**Exercise**. Search the data for the string "bool" and copy each line in which it appears.

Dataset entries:
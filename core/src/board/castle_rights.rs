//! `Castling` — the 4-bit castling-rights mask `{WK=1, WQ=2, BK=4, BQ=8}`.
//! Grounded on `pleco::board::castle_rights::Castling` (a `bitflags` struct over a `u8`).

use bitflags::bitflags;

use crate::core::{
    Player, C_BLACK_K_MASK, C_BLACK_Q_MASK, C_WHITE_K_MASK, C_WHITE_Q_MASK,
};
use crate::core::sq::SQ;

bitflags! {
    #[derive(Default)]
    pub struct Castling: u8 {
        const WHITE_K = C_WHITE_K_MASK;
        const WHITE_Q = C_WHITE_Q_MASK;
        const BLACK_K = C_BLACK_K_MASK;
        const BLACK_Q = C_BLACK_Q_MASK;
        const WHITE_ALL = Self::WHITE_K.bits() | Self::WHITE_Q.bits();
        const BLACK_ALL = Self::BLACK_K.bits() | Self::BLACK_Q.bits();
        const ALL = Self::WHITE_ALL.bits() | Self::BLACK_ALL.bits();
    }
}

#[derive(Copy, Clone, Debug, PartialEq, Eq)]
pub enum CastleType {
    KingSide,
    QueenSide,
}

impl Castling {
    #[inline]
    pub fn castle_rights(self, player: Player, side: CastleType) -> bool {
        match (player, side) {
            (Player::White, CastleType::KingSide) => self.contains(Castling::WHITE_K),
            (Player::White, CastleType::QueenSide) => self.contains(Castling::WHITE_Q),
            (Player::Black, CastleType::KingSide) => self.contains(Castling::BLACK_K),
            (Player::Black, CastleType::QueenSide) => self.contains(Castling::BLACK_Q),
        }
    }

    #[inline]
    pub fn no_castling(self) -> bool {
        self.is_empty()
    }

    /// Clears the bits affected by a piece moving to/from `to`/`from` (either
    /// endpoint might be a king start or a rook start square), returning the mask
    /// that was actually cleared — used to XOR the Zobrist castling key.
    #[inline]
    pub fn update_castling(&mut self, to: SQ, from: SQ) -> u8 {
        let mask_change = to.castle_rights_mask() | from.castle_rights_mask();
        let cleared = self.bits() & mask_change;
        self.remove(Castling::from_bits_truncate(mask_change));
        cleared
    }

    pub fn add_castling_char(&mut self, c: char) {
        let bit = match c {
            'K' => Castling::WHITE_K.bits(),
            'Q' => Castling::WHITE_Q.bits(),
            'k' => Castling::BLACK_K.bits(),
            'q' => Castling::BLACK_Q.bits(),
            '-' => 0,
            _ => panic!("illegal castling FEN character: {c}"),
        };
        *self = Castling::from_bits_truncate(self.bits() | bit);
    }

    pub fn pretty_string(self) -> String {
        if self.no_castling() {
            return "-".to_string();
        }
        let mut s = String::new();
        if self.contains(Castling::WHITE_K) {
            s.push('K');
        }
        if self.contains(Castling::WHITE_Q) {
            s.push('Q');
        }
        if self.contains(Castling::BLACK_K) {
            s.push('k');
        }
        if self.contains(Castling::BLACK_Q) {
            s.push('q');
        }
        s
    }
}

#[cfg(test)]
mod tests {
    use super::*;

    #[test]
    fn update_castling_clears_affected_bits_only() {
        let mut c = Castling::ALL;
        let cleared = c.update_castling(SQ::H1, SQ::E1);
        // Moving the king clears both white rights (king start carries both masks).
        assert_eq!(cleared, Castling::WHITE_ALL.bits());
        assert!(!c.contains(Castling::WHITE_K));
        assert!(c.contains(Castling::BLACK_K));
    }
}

**Solution for this exercise**.
    pub fn castle_rights(self, player: Player, side: CastleType) -> bool {
    pub fn no_castling(self) -> bool {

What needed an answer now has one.